Task:
Every line below that contains the word "Quit" must be copied.

Source data:
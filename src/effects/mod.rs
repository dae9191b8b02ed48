mod config;
mod defeat;
pub mod transform;

pub use config::{ConfigError, EffectConfig, LINE_PITCH_MAX, LINE_PITCH_MIN, SPEED_MAX, SPEED_MIN};
pub use defeat::{
    enable_all, CompletionListener, DefeatEffect, EffectError, Stage, BREAKDOWN_SECONDS,
    WHITEOUT_SECONDS,
};

use crate::display::PixelBuffer;

/// Trait for per-sprite effects driven by the frame loop
pub trait Effect {
    /// Update effect state (called each frame)
    /// - dt: delta time in seconds
    fn update(&mut self, dt: f32);

    /// Draw the sprite with its top-left corner at (x, y)
    fn render(&self, buffer: &mut PixelBuffer, x: i32, y: i32);

    /// Effect name for UI/debugging
    fn name(&self) -> &str;
}
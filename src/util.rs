//! Shared utilities

use std::collections::VecDeque;
use std::time::Instant;

/// Longest frame step handed to the effects. Dragging the window or a debugger
/// pause should not skip whole stages.
pub const MAX_FRAME_DT: f32 = 0.1;

/// Frame clock with a rolling FPS average
pub struct FrameClock {
    frame_times: VecDeque<f32>,
    last_frame: Instant,
    sample_count: usize,
}

impl FrameClock {
    /// Create a new clock with specified sample window
    pub fn new(sample_count: usize) -> Self {
        Self {
            frame_times: VecDeque::with_capacity(sample_count),
            last_frame: Instant::now(),
            sample_count: sample_count.max(1),
        }
    }

    /// Call at the start of each frame.
    /// Returns (delta_time clamped to MAX_FRAME_DT, average_fps)
    pub fn tick(&mut self) -> (f32, f32) {
        let now = Instant::now();
        let dt = (now - self.last_frame).as_secs_f32();
        self.last_frame = now;
        self.record(dt)
    }

    fn record(&mut self, dt: f32) -> (f32, f32) {
        self.frame_times.push_back(dt);
        if self.frame_times.len() > self.sample_count {
            self.frame_times.pop_front();
        }

        let avg_dt: f32 =
            self.frame_times.iter().sum::<f32>() / self.frame_times.len().max(1) as f32;
        let avg_fps = if avg_dt > 0.0 { 1.0 / avg_dt } else { 0.0 };

        (dt.min(MAX_FRAME_DT), avg_fps)
    }
}
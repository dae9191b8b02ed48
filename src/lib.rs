//! Sprite "defeat" effect.
//!
//! A sprite is recolored toward purple, washed out to white, broken apart
//! along staggered diagonal stripes and faded to nothing, one frame tick at a
//! time. [`effects::DefeatEffect`] is the state machine; the pixel math lives in
//! [`effects::transform`]; [`scheduler::Scheduler`] staggers the dissolve.
//!
//! The SDL2 viewer in `main.rs` drives three sprites with it.

pub mod display;
pub mod effects;
pub mod image;
pub mod mqtt;
pub mod scheduler;
pub mod util;

pub use effects::{DefeatEffect, Effect, EffectConfig, EffectError, Stage};
pub use image::{Image, Rgba};
//! SDL2 window for the sprite viewer
//!
//! Everything is composited in software into a [`PixelBuffer`], which is then
//! streamed into a single window-sized texture each frame.

mod pixel_buffer;

pub use pixel_buffer::PixelBuffer;

use sdl2::event::Event;
use sdl2::keyboard::Keycode;
use sdl2::mouse::MouseButton;
use sdl2::pixels::PixelFormatEnum;
use sdl2::render::{Canvas, Texture, TextureCreator};
use sdl2::video::{Window, WindowContext};
use sdl2::EventPump;

pub const DEFAULT_WIDTH: u32 = 640;
pub const DEFAULT_HEIGHT: u32 = 480;

pub struct Display {
    canvas: Canvas<Window>,
    event_pump: EventPump,
}

/// Streaming texture the pixel buffer is uploaded into
pub struct RenderTarget<'a> {
    texture: Texture<'a>,
}

/// Input the viewer reacts to
#[derive(Debug, Clone, PartialEq, Eq)]
pub enum InputEvent {
    Quit,
    KeyDown(Keycode),
    Click { x: i32, y: i32 },
}

impl Display {
    /// Create a window of the given size.
    /// vsync=true: locked to monitor refresh (typically 60fps)
    /// vsync=false: uncapped framerate
    pub fn with_options(
        title: &str,
        width: u32,
        height: u32,
        vsync: bool,
    ) -> Result<(Self, TextureCreator<WindowContext>), String> {
        let sdl_context = sdl2::init()?;
        let video_subsystem = sdl_context.video()?;

        let window = video_subsystem
            .window(title, width, height)
            .position_centered()
            .build()
            .map_err(|e| e.to_string())?;

        let mut canvas_builder = window.into_canvas().accelerated();
        if vsync {
            canvas_builder = canvas_builder.present_vsync();
        }
        let canvas = canvas_builder.build().map_err(|e| e.to_string())?;

        let texture_creator = canvas.texture_creator();
        let event_pump = sdl_context.event_pump()?;

        Ok((
            Self {
                canvas,
                event_pump,
            },
            texture_creator,
        ))
    }

    pub fn present(&mut self, target: &mut RenderTarget, buffer: &PixelBuffer) -> Result<(), String> {
        target
            .texture
            .update(None, buffer.as_bytes(), (buffer.width() * 4) as usize)
            .map_err(|e| e.to_string())?;

        self.canvas.copy(&target.texture, None, None)?;
        self.canvas.present();
        Ok(())
    }

    pub fn poll_events(&mut self) -> Vec<InputEvent> {
        self.event_pump
            .poll_iter()
            .filter_map(|event| match event {
                Event::Quit { .. } => Some(InputEvent::Quit),
                Event::KeyDown {
                    keycode: Some(k), ..
                } => Some(InputEvent::KeyDown(k)),
                Event::MouseButtonDown {
                    x,
                    y,
                    mouse_btn: MouseButton::Left,
                    ..
                } => Some(InputEvent::Click { x, y }),
                _ => None,
            })
            .collect()
    }
}

impl<'a> RenderTarget<'a> {
    /// Create a streaming render target matching the pixel buffer layout
    pub fn with_size(
        texture_creator: &'a TextureCreator<WindowContext>,
        width: u32,
        height: u32,
    ) -> Result<Self, String> {
        let texture = texture_creator
            .create_texture_streaming(PixelFormatEnum::RGBA8888, width, height)
            .map_err(|e| e.to_string())?;
        Ok(Self { texture })
    }
}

Output:
    Quit,
                Event::Quit { .. } => Some(InputEvent::Quit),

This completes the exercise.